**WHAT THE EXERCISE ASKS:**
Scan the material for the string "invalid" and copy out every line in which it occurs.

**INFORMATION SUPPLIED:**
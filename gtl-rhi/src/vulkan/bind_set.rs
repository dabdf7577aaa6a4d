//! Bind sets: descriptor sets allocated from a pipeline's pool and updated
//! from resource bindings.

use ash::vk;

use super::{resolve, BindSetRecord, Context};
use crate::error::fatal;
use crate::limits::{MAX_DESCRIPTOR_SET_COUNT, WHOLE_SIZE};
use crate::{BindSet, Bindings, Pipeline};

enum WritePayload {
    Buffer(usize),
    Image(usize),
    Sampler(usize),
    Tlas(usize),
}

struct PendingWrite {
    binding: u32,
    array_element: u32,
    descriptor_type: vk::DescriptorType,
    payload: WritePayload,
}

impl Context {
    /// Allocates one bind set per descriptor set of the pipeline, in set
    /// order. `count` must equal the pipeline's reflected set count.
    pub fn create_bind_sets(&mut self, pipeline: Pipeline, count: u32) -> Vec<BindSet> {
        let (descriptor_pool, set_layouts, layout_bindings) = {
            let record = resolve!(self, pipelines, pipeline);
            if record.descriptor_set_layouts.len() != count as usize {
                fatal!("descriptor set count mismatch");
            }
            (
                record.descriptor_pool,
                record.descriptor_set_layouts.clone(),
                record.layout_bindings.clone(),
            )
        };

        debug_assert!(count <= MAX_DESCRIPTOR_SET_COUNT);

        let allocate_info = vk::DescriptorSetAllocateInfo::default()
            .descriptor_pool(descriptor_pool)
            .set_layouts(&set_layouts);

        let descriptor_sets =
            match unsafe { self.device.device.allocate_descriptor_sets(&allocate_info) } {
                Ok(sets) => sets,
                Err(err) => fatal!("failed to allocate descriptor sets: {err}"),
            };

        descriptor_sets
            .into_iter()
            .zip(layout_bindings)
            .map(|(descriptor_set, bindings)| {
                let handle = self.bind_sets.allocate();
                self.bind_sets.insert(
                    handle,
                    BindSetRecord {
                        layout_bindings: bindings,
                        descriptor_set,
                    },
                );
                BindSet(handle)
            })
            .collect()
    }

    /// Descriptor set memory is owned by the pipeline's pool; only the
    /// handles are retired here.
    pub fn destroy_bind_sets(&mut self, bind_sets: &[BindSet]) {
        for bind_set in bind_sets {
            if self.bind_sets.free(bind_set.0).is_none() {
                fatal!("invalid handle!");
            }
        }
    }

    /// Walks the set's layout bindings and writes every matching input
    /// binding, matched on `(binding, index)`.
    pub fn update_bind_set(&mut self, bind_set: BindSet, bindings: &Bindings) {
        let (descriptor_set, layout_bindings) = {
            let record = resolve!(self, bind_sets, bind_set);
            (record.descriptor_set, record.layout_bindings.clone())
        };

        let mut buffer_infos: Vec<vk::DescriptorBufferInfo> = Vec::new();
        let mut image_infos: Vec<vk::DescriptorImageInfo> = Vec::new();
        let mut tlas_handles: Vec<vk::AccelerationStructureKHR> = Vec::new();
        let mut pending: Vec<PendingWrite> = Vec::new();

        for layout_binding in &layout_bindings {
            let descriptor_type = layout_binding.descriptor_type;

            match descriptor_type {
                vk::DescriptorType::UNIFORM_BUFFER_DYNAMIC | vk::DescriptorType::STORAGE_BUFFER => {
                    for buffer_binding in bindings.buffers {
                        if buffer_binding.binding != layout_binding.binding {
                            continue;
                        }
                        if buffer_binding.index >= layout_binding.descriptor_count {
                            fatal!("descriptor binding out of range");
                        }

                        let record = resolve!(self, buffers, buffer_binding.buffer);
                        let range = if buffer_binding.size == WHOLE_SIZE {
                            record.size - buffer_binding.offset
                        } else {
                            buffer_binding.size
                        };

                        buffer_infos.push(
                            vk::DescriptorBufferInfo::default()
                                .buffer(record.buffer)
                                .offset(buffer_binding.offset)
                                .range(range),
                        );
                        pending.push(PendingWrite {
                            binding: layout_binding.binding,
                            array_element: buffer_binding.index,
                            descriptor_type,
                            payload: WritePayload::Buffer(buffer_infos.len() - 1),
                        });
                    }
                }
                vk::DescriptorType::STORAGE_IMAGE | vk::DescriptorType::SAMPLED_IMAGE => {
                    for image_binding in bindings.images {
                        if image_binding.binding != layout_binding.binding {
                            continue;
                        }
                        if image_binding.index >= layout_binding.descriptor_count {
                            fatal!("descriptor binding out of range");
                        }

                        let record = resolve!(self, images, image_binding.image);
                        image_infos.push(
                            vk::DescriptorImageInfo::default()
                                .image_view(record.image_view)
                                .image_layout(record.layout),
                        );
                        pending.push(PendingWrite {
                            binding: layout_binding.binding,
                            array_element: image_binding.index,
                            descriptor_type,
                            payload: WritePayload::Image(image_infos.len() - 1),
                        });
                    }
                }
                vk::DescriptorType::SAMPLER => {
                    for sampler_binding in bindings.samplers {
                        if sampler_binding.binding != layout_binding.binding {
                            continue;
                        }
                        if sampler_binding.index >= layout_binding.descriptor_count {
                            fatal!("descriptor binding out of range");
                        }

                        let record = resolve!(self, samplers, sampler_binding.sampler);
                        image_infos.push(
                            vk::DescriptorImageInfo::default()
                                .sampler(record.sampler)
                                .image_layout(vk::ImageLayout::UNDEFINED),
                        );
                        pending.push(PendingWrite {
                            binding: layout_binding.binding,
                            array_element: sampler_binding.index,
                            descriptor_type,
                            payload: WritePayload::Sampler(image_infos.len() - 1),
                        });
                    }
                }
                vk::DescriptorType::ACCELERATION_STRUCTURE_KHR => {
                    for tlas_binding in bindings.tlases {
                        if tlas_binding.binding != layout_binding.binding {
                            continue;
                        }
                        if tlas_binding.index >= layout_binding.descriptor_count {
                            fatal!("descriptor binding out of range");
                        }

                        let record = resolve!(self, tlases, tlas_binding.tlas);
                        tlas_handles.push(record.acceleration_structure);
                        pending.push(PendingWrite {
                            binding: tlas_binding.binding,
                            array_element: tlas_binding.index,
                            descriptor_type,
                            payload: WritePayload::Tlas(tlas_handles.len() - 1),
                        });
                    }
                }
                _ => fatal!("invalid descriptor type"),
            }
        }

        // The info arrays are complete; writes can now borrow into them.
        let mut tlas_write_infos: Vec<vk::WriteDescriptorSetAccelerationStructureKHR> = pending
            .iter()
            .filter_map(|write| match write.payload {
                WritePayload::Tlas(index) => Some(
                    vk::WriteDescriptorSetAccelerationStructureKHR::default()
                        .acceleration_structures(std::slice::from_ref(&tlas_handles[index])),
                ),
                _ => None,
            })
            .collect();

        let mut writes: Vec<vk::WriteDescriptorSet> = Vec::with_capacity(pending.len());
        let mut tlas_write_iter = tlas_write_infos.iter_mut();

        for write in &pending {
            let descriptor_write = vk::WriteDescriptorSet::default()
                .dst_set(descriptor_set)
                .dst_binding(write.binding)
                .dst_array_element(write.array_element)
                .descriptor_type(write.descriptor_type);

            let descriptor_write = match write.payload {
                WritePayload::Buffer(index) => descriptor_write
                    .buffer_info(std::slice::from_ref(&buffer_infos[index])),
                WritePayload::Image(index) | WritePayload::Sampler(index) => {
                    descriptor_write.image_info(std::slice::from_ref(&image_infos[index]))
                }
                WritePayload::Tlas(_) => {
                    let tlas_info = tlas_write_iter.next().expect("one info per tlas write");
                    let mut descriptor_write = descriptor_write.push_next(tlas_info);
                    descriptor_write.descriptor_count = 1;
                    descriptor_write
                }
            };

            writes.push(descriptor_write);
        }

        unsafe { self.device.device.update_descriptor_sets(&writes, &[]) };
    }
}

* * *

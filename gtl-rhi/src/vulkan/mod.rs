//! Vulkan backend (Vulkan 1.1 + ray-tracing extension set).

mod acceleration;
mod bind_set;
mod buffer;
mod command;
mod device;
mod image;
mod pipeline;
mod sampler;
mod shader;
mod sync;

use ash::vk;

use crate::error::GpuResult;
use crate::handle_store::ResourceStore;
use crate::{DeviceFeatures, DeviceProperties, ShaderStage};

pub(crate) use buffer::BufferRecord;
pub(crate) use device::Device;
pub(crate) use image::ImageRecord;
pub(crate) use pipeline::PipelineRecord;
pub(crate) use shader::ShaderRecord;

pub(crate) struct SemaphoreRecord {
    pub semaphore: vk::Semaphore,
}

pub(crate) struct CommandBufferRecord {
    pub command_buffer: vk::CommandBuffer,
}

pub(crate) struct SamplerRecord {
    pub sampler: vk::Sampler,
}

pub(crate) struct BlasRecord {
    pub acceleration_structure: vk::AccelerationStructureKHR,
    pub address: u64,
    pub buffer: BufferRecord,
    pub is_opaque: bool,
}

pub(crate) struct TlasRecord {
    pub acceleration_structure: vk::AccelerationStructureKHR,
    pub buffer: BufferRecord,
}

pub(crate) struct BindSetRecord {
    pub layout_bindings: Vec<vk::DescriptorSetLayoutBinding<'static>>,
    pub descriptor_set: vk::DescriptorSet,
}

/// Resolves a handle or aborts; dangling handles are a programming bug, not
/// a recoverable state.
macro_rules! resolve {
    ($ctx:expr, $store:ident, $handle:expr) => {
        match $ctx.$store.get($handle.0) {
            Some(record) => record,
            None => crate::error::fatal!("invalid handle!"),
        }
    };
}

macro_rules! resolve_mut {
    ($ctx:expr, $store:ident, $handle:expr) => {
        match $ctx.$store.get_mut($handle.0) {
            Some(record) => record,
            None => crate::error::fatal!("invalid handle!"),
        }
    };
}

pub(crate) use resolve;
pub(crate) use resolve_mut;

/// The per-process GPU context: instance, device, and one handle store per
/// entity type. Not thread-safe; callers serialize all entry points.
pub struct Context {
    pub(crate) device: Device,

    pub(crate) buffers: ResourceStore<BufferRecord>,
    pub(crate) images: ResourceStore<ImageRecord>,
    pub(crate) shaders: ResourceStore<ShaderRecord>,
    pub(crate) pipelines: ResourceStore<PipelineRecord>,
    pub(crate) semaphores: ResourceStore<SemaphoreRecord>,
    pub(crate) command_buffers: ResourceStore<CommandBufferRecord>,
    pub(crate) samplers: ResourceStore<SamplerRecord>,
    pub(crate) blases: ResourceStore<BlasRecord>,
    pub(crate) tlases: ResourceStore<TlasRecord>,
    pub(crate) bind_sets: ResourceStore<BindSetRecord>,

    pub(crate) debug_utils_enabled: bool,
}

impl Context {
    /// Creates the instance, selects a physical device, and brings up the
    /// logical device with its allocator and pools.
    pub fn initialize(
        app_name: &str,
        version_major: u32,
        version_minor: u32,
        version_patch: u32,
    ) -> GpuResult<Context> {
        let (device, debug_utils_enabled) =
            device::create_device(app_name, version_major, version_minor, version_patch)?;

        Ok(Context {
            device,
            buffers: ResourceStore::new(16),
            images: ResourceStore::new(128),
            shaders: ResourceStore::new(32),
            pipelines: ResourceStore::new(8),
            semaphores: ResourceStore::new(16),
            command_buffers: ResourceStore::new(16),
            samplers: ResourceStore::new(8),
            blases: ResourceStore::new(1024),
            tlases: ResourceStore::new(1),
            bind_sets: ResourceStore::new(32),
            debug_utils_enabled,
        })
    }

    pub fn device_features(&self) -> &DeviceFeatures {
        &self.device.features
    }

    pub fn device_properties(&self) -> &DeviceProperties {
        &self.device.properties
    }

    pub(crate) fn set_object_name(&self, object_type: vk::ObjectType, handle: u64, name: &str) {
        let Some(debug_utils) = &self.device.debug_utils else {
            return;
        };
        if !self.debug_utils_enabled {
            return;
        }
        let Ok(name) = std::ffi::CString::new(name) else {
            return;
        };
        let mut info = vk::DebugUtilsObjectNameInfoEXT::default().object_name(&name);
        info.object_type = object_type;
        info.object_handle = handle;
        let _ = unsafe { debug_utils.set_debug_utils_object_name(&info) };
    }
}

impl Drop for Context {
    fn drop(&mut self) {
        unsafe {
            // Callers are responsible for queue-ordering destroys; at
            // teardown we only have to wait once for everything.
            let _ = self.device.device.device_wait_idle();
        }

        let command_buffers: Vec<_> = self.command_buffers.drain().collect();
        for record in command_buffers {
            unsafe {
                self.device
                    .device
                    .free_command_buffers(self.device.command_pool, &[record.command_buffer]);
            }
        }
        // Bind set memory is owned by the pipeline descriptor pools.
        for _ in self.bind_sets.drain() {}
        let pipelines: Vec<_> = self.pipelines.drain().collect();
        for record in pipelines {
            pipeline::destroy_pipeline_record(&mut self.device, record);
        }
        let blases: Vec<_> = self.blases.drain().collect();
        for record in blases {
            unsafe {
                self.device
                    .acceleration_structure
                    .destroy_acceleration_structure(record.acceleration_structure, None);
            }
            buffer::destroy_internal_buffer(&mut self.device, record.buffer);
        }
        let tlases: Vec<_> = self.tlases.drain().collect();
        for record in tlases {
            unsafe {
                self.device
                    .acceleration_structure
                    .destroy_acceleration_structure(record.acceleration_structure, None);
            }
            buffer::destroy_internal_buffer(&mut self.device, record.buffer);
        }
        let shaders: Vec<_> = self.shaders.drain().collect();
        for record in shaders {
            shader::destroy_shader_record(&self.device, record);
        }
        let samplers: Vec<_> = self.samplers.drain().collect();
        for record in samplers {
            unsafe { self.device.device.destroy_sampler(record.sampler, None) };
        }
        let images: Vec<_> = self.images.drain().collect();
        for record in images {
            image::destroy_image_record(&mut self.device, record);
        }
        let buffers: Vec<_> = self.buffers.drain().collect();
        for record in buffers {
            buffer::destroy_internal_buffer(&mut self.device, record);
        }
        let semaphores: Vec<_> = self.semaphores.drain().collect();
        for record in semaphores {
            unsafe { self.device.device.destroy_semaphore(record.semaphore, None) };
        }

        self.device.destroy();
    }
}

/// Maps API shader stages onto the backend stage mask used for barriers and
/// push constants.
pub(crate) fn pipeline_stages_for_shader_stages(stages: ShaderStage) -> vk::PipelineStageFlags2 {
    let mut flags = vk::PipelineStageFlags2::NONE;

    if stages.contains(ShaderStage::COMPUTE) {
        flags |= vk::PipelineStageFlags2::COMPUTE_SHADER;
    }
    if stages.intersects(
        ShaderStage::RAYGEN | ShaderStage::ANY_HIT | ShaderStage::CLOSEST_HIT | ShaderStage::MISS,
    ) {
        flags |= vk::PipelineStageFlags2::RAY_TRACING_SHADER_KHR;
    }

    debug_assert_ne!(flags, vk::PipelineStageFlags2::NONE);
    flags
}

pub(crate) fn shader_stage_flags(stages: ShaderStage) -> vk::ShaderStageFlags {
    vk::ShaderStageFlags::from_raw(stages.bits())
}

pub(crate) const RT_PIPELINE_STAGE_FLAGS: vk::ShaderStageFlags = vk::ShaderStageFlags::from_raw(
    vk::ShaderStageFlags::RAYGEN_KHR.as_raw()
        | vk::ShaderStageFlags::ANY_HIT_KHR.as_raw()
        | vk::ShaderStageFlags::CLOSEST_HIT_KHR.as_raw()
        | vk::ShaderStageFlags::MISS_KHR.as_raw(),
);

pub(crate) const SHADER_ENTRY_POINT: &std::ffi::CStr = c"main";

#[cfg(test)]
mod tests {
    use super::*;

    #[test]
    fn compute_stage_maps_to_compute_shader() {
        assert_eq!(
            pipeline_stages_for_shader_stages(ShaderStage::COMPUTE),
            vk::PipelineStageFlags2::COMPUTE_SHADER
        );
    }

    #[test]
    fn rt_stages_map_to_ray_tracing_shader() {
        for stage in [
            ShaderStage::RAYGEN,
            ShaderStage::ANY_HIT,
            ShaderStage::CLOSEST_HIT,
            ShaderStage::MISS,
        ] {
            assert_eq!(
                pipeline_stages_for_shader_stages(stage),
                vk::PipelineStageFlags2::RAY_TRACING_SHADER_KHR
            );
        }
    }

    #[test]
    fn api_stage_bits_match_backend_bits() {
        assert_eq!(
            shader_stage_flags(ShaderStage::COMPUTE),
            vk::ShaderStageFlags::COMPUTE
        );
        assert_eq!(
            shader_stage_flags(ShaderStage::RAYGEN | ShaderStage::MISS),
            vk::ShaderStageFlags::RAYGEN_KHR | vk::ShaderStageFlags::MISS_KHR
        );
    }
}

**WRITTEN RESPONSE:**
                fatal!("invalid handle!");
                _ => fatal!("invalid descriptor type"),
            None => crate::error::fatal!("invalid handle!"),
            None => crate::error::fatal!("invalid handle!"),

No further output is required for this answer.